Task to carry out:
Where does the word "rusqlite" show up in the records? Copy every line that has it.

Data shown:
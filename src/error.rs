use thiserror::Error;

/// Main error type for the search aggregator
#[derive(Debug, Clone, Error)]
pub enum SearchError {
    /// Invalid request parameters
    #[error("Invalid request: {0}")]
    InvalidRequest(String),

    /// Provider is not configured or lacks credentials
    #[error("Provider unavailable: {0}")]
    ProviderUnavailable(String),

    /// Provider refused the request (auth, quota, bad request)
    #[error("Provider rejected request: {0}")]
    ProviderRejected(String),

    /// Network-level failure talking to a provider
    #[error("Network error: {0}")]
    Network(String),

    /// Provider call exceeded its deadline
    #[error("Request timeout: {0}")]
    Timeout(String),

    /// Provider payload could not be parsed
    #[error("Parse error: {0}")]
    Parse(String),

    /// Cache operation error
    #[error("Cache error: {0}")]
    CacheError(String),

    /// Configuration error
    #[error("Configuration error: {0}")]
    ConfigError(String),

    /// IO error
    #[error("IO error: {0}")]
    IoError(String),

    /// Serialization error
    #[error("Serialization error: {0}")]
    SerializationError(String),

    /// Generic internal error
    #[error("Internal error: {0}")]
    Internal(String),
}

impl SearchError {
    /// Transient faults that are worth another attempt
    pub fn is_retryable(&self) -> bool {
        matches!(self, SearchError::Network(_) | SearchError::Timeout(_))
    }

    /// Check if error originated from a search provider
    pub fn is_provider_error(&self) -> bool {
        matches!(
            self,
            SearchError::ProviderUnavailable(_)
                | SearchError::ProviderRejected(_)
                | SearchError::Network(_)
                | SearchError::Timeout(_)
                | SearchError::Parse(_)
        )
    }

    /// Check if error is related to the cache tiers
    pub fn is_cache_error(&self) -> bool {
        matches!(self, SearchError::CacheError(_))
    }
}

impl From<std::io::Error> for SearchError {
    fn from(err: std::io::Error) -> Self {
        SearchError::IoError(err.to_string())
    }
}

impl From<serde_json::Error> for SearchError {
    fn from(err: serde_json::Error) -> Self {
        SearchError::SerializationError(err.to_string())
    }
}

impl From<rusqlite::Error> for SearchError {
    fn from(err: rusqlite::Error) -> Self {
        SearchError::CacheError(err.to_string())
    }
}

/// Result type alias for search operations
pub type Result<T> = std::result::Result<T, SearchError>;

#[cfg(test)]
mod tests {
    use super::*;

    #[test]
    fn test_retryable_classification() {
        assert!(SearchError::Network("connection reset".to_string()).is_retryable());
        assert!(SearchError::Timeout("30s elapsed".to_string()).is_retryable());
        assert!(!SearchError::ProviderRejected("401".to_string()).is_retryable());
        assert!(!SearchError::ProviderUnavailable("no key".to_string()).is_retryable());
        assert!(!SearchError::Parse("bad json".to_string()).is_retryable());
    }

    #[test]
    fn test_provider_error_classification() {
        assert!(SearchError::Parse("x".to_string()).is_provider_error());
        assert!(!SearchError::CacheError("x".to_string()).is_provider_error());
        assert!(SearchError::CacheError("x".to_string()).is_cache_error());
    }

    #[test]
    fn test_io_error_conversion() {
        let io = std::io::Error::new(std::io::ErrorKind::NotFound, "missing.json");
        let err: SearchError = io.into();
        assert!(matches!(err, SearchError::IoError(_)));
        assert!(err.to_string().contains("missing.json"));
    }
}
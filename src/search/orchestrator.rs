//! Search orchestration
//!
//! Validates the query, consults the cache, dispatches to providers
//! according to the selector and merges what comes back. Every provider
//! call goes through the rate limiter, a per-call timeout and the retry
//! executor. Provider faults are contained here; only a malformed query
//! reaches the caller as an error.

use crate::cache::CacheManager;
use crate::config::Config;
use crate::error::{Result, SearchError};
use crate::observability::monitor::{PerformanceMonitor, ProviderCall, SearchMetrics};
use crate::observability::{LoggingService, MetricsRegistry, Timer};
use crate::providers::{ProviderSet, SearchProvider};
use crate::search::merger::ResultMerger;
use crate::search::rate_limiter::RateLimiterRegistry;
use crate::search::retry::RetryExecutor;
use crate::types::{ProviderId, ProviderSelector, SearchOutcome, SearchQuery, SearchResult, MAX_RESULTS_LIMIT};
use chrono::Utc;
use futures::future::join_all;
use serde::Serialize;
use std::sync::Arc;
use std::time::{Duration, Instant};
use tracing::{debug, error, info, instrument, warn};

/// Default per-call provider timeout
pub const DEFAULT_PROVIDER_TIMEOUT: Duration = Duration::from_secs(30);

/// Summary of a cache warmup run
#[derive(Debug, Clone, Copy, Default, PartialEq, Eq, Serialize)]
pub struct WarmupReport {
    pub total: usize,
    pub success: usize,
    pub cached: usize,
    pub failed: usize,
}

/// Per-provider contributions collected for one query
type Contributions = Vec<(ProviderId, Vec<SearchResult>)>;

pub struct SearchOrchestrator {
    providers: ProviderSet,
    cache: Arc<CacheManager>,
    rate_limiter: Arc<RateLimiterRegistry>,
    retry: RetryExecutor,
    merger: ResultMerger,
    monitor: Arc<PerformanceMonitor>,
    metrics: Option<Arc<MetricsRegistry>>,
    logger: LoggingService,
    provider_timeout: Duration,
    max_results: usize,
}

impl SearchOrchestrator {
    /// An orchestrator with no cache, no rate limits and default retries
    pub fn new(providers: ProviderSet) -> Self {
        Self {
            providers,
            cache: Arc::new(CacheManager::disabled()),
            rate_limiter: Arc::new(RateLimiterRegistry::unlimited()),
            retry: RetryExecutor::default(),
            merger: ResultMerger::default(),
            monitor: Arc::new(PerformanceMonitor::default()),
            metrics: None,
            logger: LoggingService::new(),
            provider_timeout: DEFAULT_PROVIDER_TIMEOUT,
            max_results: MAX_RESULTS_LIMIT,
        }
    }

    /// Wire up providers, cache, rate limits and retries from configuration
    pub fn from_config(config: &Config) -> Result<Self> {
        let providers = ProviderSet::from_config(&config.providers, config.search.provider_timeout)?;
        info!("Search orchestrator providers: {:?}", providers);

        Ok(Self::new(providers)
            .with_cache(Arc::new(CacheManager::from_config(&config.cache)))
            .with_rate_limiter(Arc::new(RateLimiterRegistry::new(config.providers.rate_limits())))
            .with_retry(RetryExecutor::with_config(config.retry.clone()))
            .with_merger(ResultMerger::new(config.providers.priorities()))
            .with_monitor(Arc::new(PerformanceMonitor::new(config.monitor.recent_capacity)))
            .with_provider_timeout(config.search.provider_timeout)
            .with_max_results(config.search.max_results))
    }

    pub fn with_cache(mut self, cache: Arc<CacheManager>) -> Self {
        self.cache = cache;
        self
    }

    pub fn with_rate_limiter(mut self, rate_limiter: Arc<RateLimiterRegistry>) -> Self {
        self.rate_limiter = rate_limiter;
        self
    }

    pub fn with_retry(mut self, retry: RetryExecutor) -> Self {
        self.retry = retry;
        self
    }

    pub fn with_merger(mut self, merger: ResultMerger) -> Self {
        self.merger = merger;
        self
    }

    pub fn with_monitor(mut self, monitor: Arc<PerformanceMonitor>) -> Self {
        self.monitor = monitor;
        self
    }

    pub fn with_metrics(mut self, metrics: Arc<MetricsRegistry>) -> Self {
        self.metrics = Some(metrics);
        self
    }

    pub fn with_provider_timeout(mut self, timeout: Duration) -> Self {
        self.provider_timeout = timeout;
        self
    }

    pub fn with_max_results(mut self, max_results: usize) -> Self {
        self.max_results = max_results;
        self
    }

    pub fn providers(&self) -> &ProviderSet {
        &self.providers
    }

    pub fn cache(&self) -> &Arc<CacheManager> {
        &self.cache
    }

    pub fn rate_limiter(&self) -> &Arc<RateLimiterRegistry> {
        &self.rate_limiter
    }

    pub fn monitor(&self) -> &Arc<PerformanceMonitor> {
        &self.monitor
    }

    /// Run one query end to end.
    ///
    /// Returns `Err` only for a malformed query. Provider failures degrade to
    /// fewer results, and to [`SearchOutcome::Empty`] when nothing came back.
    #[instrument(skip(self, query), fields(
        query_len = query.text.len(),
        count = query.requested_count,
        selector = %query.selector
    ))]
    pub async fn search(&self, query: &SearchQuery) -> Result<SearchOutcome> {
        query.validate(self.max_results)?;

        let start_time = Utc::now();
        let timer = self.metrics.as_ref().map(|metrics| {
            metrics.metrics.inflight_searches.inc();
            Timer::new(metrics.metrics.search_duration_seconds.clone())
        });

        let outcome = self.run(query).await;

        let search_metrics = SearchMetrics {
            query: query.text.clone(),
            selector: query.selector.label().to_string(),
            start_time,
            end_time: Utc::now(),
            success: matches!(outcome, SearchOutcome::Success { .. }),
            cached: outcome.is_cached(),
            result_count: outcome.results().len(),
            error: outcome.message().map(str::to_string),
        };
        self.logger.log_search(&search_metrics);
        self.monitor.record_search(search_metrics);

        if let Some(metrics) = &self.metrics {
            let metrics = &metrics.metrics;
            metrics.inflight_searches.dec();
            metrics.search_total.inc();
            if outcome.message().is_some() {
                metrics.search_empty_total.inc();
            }
        }

        if let Some(timer) = timer {
            timer.observe();
        }

        Ok(outcome)
    }

    async fn run(&self, query: &SearchQuery) -> SearchOutcome {
        if self.cache.is_enabled() {
            let cached = self.cache.get(query).await;
            if let Some(metrics) = &self.metrics {
                match cached {
                    Some(_) => metrics.metrics.cache_hits_total.inc(),
                    None => metrics.metrics.cache_misses_total.inc(),
                }
            }
            if let Some(results) = cached {
                debug!("Returning {} cached results", results.len());
                return SearchOutcome::Success { results, cached: true };
            }
        }

        if self.providers.is_empty() {
            warn!("Search requested but no providers are configured");
            return SearchOutcome::Empty {
                message: "No search providers are configured".to_string(),
            };
        }

        let (contributions, attempted) = match &query.selector {
            ProviderSelector::Single(id) => self.search_single(*id, query).await,
            ProviderSelector::Unknown(name) => {
                warn!("Requested provider {} is not available, using fallback providers", name);
                self.search_fallback(query).await
            }
            ProviderSelector::Auto => self.search_auto(query).await,
            ProviderSelector::All => self.search_all(query).await,
        };

        let results = self.merger.merge(&contributions, query.requested_count);
        if results.is_empty() {
            let failed = attempted - contributions.len();
            return SearchOutcome::Empty {
                message: format!(
                    "No results found for \"{}\" (engine: {}, {} of {} providers failed)",
                    query.text,
                    query.selector.label(),
                    failed,
                    attempted
                ),
            };
        }

        info!(
            "Merged {} results from {} providers",
            results.len(),
            contributions.len()
        );
        self.cache.set(query, &results).await;
        SearchOutcome::Success { results, cached: false }
    }

    /// One named provider, or the fallback list when it is not configured
    async fn search_single(&self, id: ProviderId, query: &SearchQuery) -> (Contributions, usize) {
        if let Some(provider) = self.providers.find(id) {
            let outcome = self.dispatch(provider.as_ref(), &query.text, query.requested_count).await;
            return (outcome.ok().map(|r| vec![(id, r)]).unwrap_or_default(), 1);
        }

        warn!("Provider {} is not configured, using fallback providers", id);
        self.search_fallback(query).await
    }

    /// Every fallback provider, serially
    async fn search_fallback(&self, query: &SearchQuery) -> (Contributions, usize) {
        let mut contributions = Vec::new();
        let fallback = self.providers.fallback();
        for provider in fallback {
            if let Ok(results) = self.dispatch(provider.as_ref(), &query.text, query.requested_count).await {
                contributions.push((provider.id(), results));
            }
        }
        (contributions, fallback.len())
    }

    /// Primary providers in order until enough results are collected
    async fn search_auto(&self, query: &SearchQuery) -> (Contributions, usize) {
        let providers = if self.providers.primary().is_empty() {
            self.providers.fallback()
        } else {
            self.providers.primary()
        };

        let mut contributions = Vec::new();
        let mut collected = 0;
        let mut attempted = 0;

        for provider in providers {
            attempted += 1;
            match self.dispatch(provider.as_ref(), &query.text, query.requested_count).await {
                Ok(results) => {
                    collected += results.len();
                    contributions.push((provider.id(), results));
                    if collected >= query.requested_count {
                        debug!("Collected {} results, skipping remaining providers", collected);
                        break;
                    }
                }
                Err(_) => continue,
            }
        }

        (contributions, attempted)
    }

    /// Every configured provider concurrently, collected in dispatch order
    async fn search_all(&self, query: &SearchQuery) -> (Contributions, usize) {
        let providers = self.providers.all_unique();
        let calls = providers.iter().map(|provider| {
            let provider = provider.as_ref();
            async move {
                let outcome = self.dispatch(provider, &query.text, query.requested_count).await;
                (provider.id(), outcome)
            }
        });

        let outcomes = join_all(calls).await;
        let contributions = outcomes
            .into_iter()
            .filter_map(|(id, outcome)| outcome.ok().map(|results| (id, results)))
            .collect();

        (contributions, providers.len())
    }

    /// One rate-limited, timed and retried provider call
    async fn dispatch(&self, provider: &dyn SearchProvider, text: &str, count: usize) -> Result<Vec<SearchResult>> {
        let id = provider.id();
        let waited = match self.rate_limiter.acquire(id, 1).await {
            Ok(waited) => waited,
            Err(e) => {
                error!("{} rate limiter refused the call: {}", id, e);
                return Err(e);
            }
        };

        if let Some(metrics) = &self.metrics {
            metrics
                .metrics
                .rate_limit_wait_seconds
                .with_label_values(&[id.as_str()])
                .observe(waited.as_secs_f64());
            metrics.metrics.provider_requests_total.with_label_values(&[id.as_str()]).inc();
        }

        let timeout = self.provider_timeout;
        let label = format!("{} search", id);
        let started = Instant::now();

        let outcome = self
            .retry
            .execute_labeled(&label, || async move {
                match tokio::time::timeout(timeout, provider.search(text, count)).await {
                    Ok(result) => result,
                    Err(_) => Err(SearchError::Timeout(format!(
                        "{}: no response within {}s",
                        id,
                        timeout.as_secs_f64()
                    ))),
                }
            })
            .await;

        let duration = started.elapsed();
        if let Some(metrics) = &self.metrics {
            metrics
                .metrics
                .provider_duration_seconds
                .with_label_values(&[id.as_str()])
                .observe(duration.as_secs_f64());
            if let Err(e) = &outcome {
                metrics
                    .metrics
                    .provider_failures_total
                    .with_label_values(&[id.as_str(), e.error_type()])
                    .inc();
            }
        }

        match &outcome {
            Ok(results) => debug!("{} returned {} results in {:?}", id, results.len(), duration),
            Err(e @ (SearchError::ProviderUnavailable(_) | SearchError::ProviderRejected(_))) => {
                warn!("{} skipped: {}", id, e)
            }
            // exhausted transient errors were already reported by the retry executor
            Err(e) if e.is_retryable() => {}
            Err(e) => error!("{} failed: {}", id, e),
        }

        self.monitor.record_provider_call(ProviderCall {
            provider: id,
            duration,
            result_count: outcome.as_ref().map(Vec::len).unwrap_or(0),
            error: outcome.as_ref().err().map(ToString::to_string),
        });

        outcome
    }

    /// Run each query once so its results land in the cache.
    ///
    /// Queries already cached are counted but not re-fetched.
    pub async fn warmup(&self, queries: &[SearchQuery]) -> WarmupReport {
        let mut report = WarmupReport {
            total: queries.len(),
            ..WarmupReport::default()
        };

        for query in queries {
            match self.search(query).await {
                Ok(SearchOutcome::Success { cached: true, .. }) => report.cached += 1,
                Ok(SearchOutcome::Success { cached: false, .. }) => report.success += 1,
                Ok(SearchOutcome::Empty { .. }) => report.failed += 1,
                Err(e) => {
                    warn!("Skipping warmup query: {}", e);
                    report.failed += 1;
                }
            }
        }

        info!(
            "Cache warmup finished: {} total, {} fetched, {} already cached, {} failed",
            report.total, report.success, report.cached, report.failed
        );
        report
    }
}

Exercise answer:
impl From<rusqlite::Error> for SearchError {
    fn from(err: rusqlite::Error) -> Self {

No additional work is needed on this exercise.